Adolescentes en centre jeunesse: C’est facile de fuguer

FUGUES. Sarah*, une jeune fille de 18 ans qui a été hébergée au Centre jeunesse de la Montérégie livre dans une entrevue exclusive au Journal de Chambly son histoire, et raconte ses nombreuses fugues.

Dans quels centres de réadaptation as-tu été hébergée?

Je suis allée dans toutes les unités de filles de la Montérégie, soit une à Longueuil, deux à Valleyfield et quatre à Saint-Hyacinthe. J’ai aussi été hébergée au Centre jeunesse de l’Estrie à Sherbrooke.
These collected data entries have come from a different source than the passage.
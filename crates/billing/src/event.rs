//! Gateway event envelope
//!
//! The gateway sends a JSON envelope:
//!
//! ```json
//! {
//!   "id": "evt_1",
//!   "type": "charge.completed",
//!   "created_at": 1700000000,
//!   "data": { "reference": "ch_1", "subscription_id": "...", "amount": 1999, "currency": "usd" }
//! }
//! ```
//!
//! The idempotency key is derived from `id` and `created_at` together, since
//! some gateways reuse ids across environments.

use serde::{Deserialize, Serialize};
use time::OffsetDateTime;
use uuid::Uuid;

use crate::error::{BillingError, BillingResult};

/// Event types the processor understands
#[derive(Debug, Clone, Copy, PartialEq, Eq, Serialize)]
#[serde(rename_all = "snake_case")]
pub enum EventKind {
    ChargeCompleted,
    ChargeFailed,
    TransferCompleted,
    SubscriptionCancelled,
    Unknown,
}

impl EventKind {
    pub fn from_type(event_type: &str) -> Self {
        match event_type {
            "charge.completed" | "charge.succeeded" => EventKind::ChargeCompleted,
            "charge.failed" => EventKind::ChargeFailed,
            "transfer.completed" => EventKind::TransferCompleted,
            "subscription.cancelled" | "subscription.canceled" => {
                EventKind::SubscriptionCancelled
            }
            _ => EventKind::Unknown,
        }
    }
}

#[derive(Debug, Deserialize)]
struct Envelope {
    id: String,
    #[serde(rename = "type")]
    event_type: String,
    #[serde(alias = "created")]
    created_at: i64,
    #[serde(default)]
    data: serde_json::Value,
}

/// A parsed, not yet verified, webhook delivery
#[derive(Debug, Clone)]
pub struct WebhookEvent {
    /// Idempotency key: `{gateway id}:{created_at}`
    pub event_id: String,
    pub gateway_event_id: String,
    pub event_type: String,
    pub kind: EventKind,
    pub created_at: i64,
    pub data: serde_json::Value,
    pub received_at: OffsetDateTime,
}

impl WebhookEvent {
    /// Parse a raw request body
    pub fn parse(body: &[u8]) -> BillingResult<Self> {
        let envelope: Envelope =
            serde_json::from_slice(body).map_err(|e| BillingError::Parse(e.to_string()))?;

        if envelope.id.trim().is_empty() {
            return Err(BillingError::Parse("event id is empty".to_string()));
        }
        if envelope.event_type.trim().is_empty() {
            return Err(BillingError::Parse("event type is empty".to_string()));
        }

        Ok(Self {
            event_id: derive_event_id(&envelope.id, envelope.created_at),
            kind: EventKind::from_type(&envelope.event_type),
            gateway_event_id: envelope.id,
            event_type: envelope.event_type,
            created_at: envelope.created_at,
            data: envelope.data,
            received_at: OffsetDateTime::now_utc(),
        })
    }

    /// When the gateway says the event happened, never later than receipt
    pub fn occurred_at(&self) -> OffsetDateTime {
        OffsetDateTime::from_unix_timestamp(self.created_at)
            .map_or(self.received_at, |at| at.min(self.received_at))
    }

    /// Decode the `data` object of a charge event
    pub fn charge(&self) -> BillingResult<ChargeData> {
        serde_json::from_value(self.data.clone())
            .map_err(|e| BillingError::Permanent(format!("malformed charge data: {}", e)))
    }

    /// Decode the `data` object of a cancellation event
    pub fn cancellation(&self) -> BillingResult<CancellationData> {
        serde_json::from_value(self.data.clone())
            .map_err(|e| BillingError::Permanent(format!("malformed cancellation data: {}", e)))
    }
}

/// Derive the idempotency key for a gateway event
pub fn derive_event_id(gateway_event_id: &str, created_at: i64) -> String {
    format!("{}:{}", gateway_event_id, created_at)
}

/// Payload of `charge.*` events
#[derive(Debug, Clone, Deserialize)]
pub struct ChargeData {
    /// Gateway reference of the charge, unique per payment attempt
    #[serde(alias = "charge_id")]
    pub reference: String,
    pub subscription_id: Uuid,
    /// Amount in minor units
    pub amount: i64,
    #[serde(default = "default_currency")]
    pub currency: String,
    #[serde(default)]
    pub failure_reason: Option<String>,
}

/// Payload of `subscription.cancelled` events
#[derive(Debug, Clone, Deserialize)]
pub struct CancellationData {
    pub subscription_id: Uuid,
    #[serde(default)]
    pub at_period_end: bool,
}

fn default_currency() -> String {
    "usd".to_string()
}

#[cfg(test)]
mod tests {
    use super::*;

    #[test]
    fn test_parse_derives_event_id_from_id_and_timestamp() {
        let body = br#"{"id":"evt_1","type":"charge.completed","created_at":1700000000,"data":{}}"#;
        let event = WebhookEvent::parse(body).unwrap();
        assert_eq!(event.event_id, "evt_1:1700000000");
        assert_eq!(event.kind, EventKind::ChargeCompleted);
    }

    #[test]
    fn test_same_id_different_timestamp_is_a_different_event() {
        assert_ne!(derive_event_id("evt_1", 1), derive_event_id("evt_1", 2));
    }

    #[test]
    fn test_parse_rejects_malformed_json() {
        let err = WebhookEvent::parse(b"{not json").unwrap_err();
        assert!(matches!(err, BillingError::Parse(_)));
    }

    #[test]
    fn test_parse_rejects_missing_fields() {
        let err = WebhookEvent::parse(br#"{"id":"evt_1"}"#).unwrap_err();
        assert!(matches!(err, BillingError::Parse(_)));

        let err =
            WebhookEvent::parse(br#"{"id":"","type":"charge.completed","created_at":1}"#).unwrap_err();
        assert!(matches!(err, BillingError::Parse(_)));
    }

    #[test]
    fn test_unknown_event_type_parses() {
        let body = br#"{"id":"evt_9","type":"payout.created","created":1700000000}"#;
        let event = WebhookEvent::parse(body).unwrap();
        assert_eq!(event.kind, EventKind::Unknown);
    }

    #[test]
    fn test_charge_data_decoding() {
        let sub_id = Uuid::new_v4();
        let body = format!(
            r#"{{"id":"evt_2","type":"charge.failed","created_at":1,"data":{{"reference":"ch_1","subscription_id":"{}","amount":1999,"failure_reason":"card_declined"}}}}"#,
            sub_id
        );
        let event = WebhookEvent::parse(body.as_bytes()).unwrap();
        let charge = event.charge().unwrap();
        assert_eq!(charge.reference, "ch_1");
        assert_eq!(charge.subscription_id, sub_id);
        assert_eq!(charge.amount, 1999);
        assert_eq!(charge.currency, "usd");
        assert_eq!(charge.failure_reason.as_deref(), Some("card_declined"));
    }

    #[test]
    fn test_malformed_charge_data_is_permanent() {
        let body = br#"{"id":"evt_3","type":"charge.completed","created_at":1,"data":{"amount":"ten"}}"#;
        let event = WebhookEvent::parse(body).unwrap();
        assert!(matches!(event.charge(), Err(BillingError::Permanent(_))));
    }
}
Je me trouvais dans les unités pour les jeunes de 13 à 18 ans, mais il y en a aussi pour les 6 à 12 ans.

Pourquoi as-tu changé à plusieurs reprises de centre de réadaptation et d’unité?

Pour plusieurs raisons. Parfois, c’était parce que je fuguais du centre jeunesse trop souvent. Ils m’envoyaient donc dans une ville plus éloignée pour ne pas que je m’enfuie encore. Dans d’autres cas, c’était pour me permettre de me rapprocher du milieu où je voulais vivre. On m’a aussi transférée dans des foyers de groupe et en unité d’encadrement intensif.

À combien de reprises as-tu fugué et pour quelles raisons?

Je ne pourrais pas te dire combien de fois, mais c’était vraiment très souvent. La raison variait d’une fois à l’autre.  Parfois, je me disputais avec les éducateurs et à d’autres moments, je voulais juste aller voir mes amis. J’ai aussi voulu partir du centre jeunesse à tout prix. J’apportais donc des sacs à dos et j’allais me réfugier chez des amis.

Comment réussissais-tu à fuguer?

Ça dépendait de l’endroit où je me trouvais. Dans certains centres, j’avais le droit de sortir tout simplement par la porte tandis que dans d’autres, je devais courir dans les corridors ou réussir à partir, sans que personne ne me voie. En plus, les agents de sécurité peuvent te poursuivre ou t’empêcher de sortir de force. S’ils te prennent à essayer de fuguer, ils t’amènent au bloc, une cellule comme au poste de police. Ils te laissent là le temps que ça prend. Tu peux rester à cet endroit 15 minutes comme deux jours.

Est-ce que les intervenants peuvent aussi te rattraper?

Non, ils n’ont pas le droit. Les agents de sécurité sont là pour ça. Par contre, les éducateurs ont toujours des walkies talkies sur eux au cas où il arriverait quelque chose.

Quels sont les endroits où il est plus difficile de fuguer. Pourquoi?

À Saint-Hyacinthe, à l’unité Le Séjour, car il y a toujours quelqu’un qui écoute ce que tu dis. C’est une unité en encadrement intensif. Tu ne peux pas parler quand tu veux. Il y a des temps pour ça et c’est seulement une conversation à la fois.

À cette unité, tu ne sors jamais dehors sauf où il y a des clôtures. Si l’unité est dehors,  il y a toujours un agent de sécurité dans la cour.

Les portes de cette unité sont toutes barrées alors tu ne peux pas te déplacer à ta guise.  Par exemple, tu ne peux pas aller à ta chambre, car la porte des escaliers et celle de ta chambre sont barrées. Ta porte de chambre est aussi barrée la nuit alors tu ne peux pas sortir et le jour une alarme se déclenche si tu ouvres la porte.

C’est la seule unité en encadrement intensif pour filles de la Montérégie-Est. Le Centre jeunesse de la Montérégie à des ententes avec celui de l’Estrie pour envoyer des filles dans cette unité. Deux chambres sont réservées pour l’Estrie à Saint-Hyacinthe, et les filles de la Montérégie disposent de trois chambres en milieu ouvert au campus Val-du-Lac à Sherbrooke.

À Sherbrooke, c’est aussi difficile de partir. Ils ne t’empêchent pas de sortir à moins que le juge l’ait ordonné, mais c’est à plus de 30 minutes de route. Le centre est situé entre Magog et Rock Forest. Il faut faire un long trajet avant d’arriver à la ville, car c’est perdu dans le bois.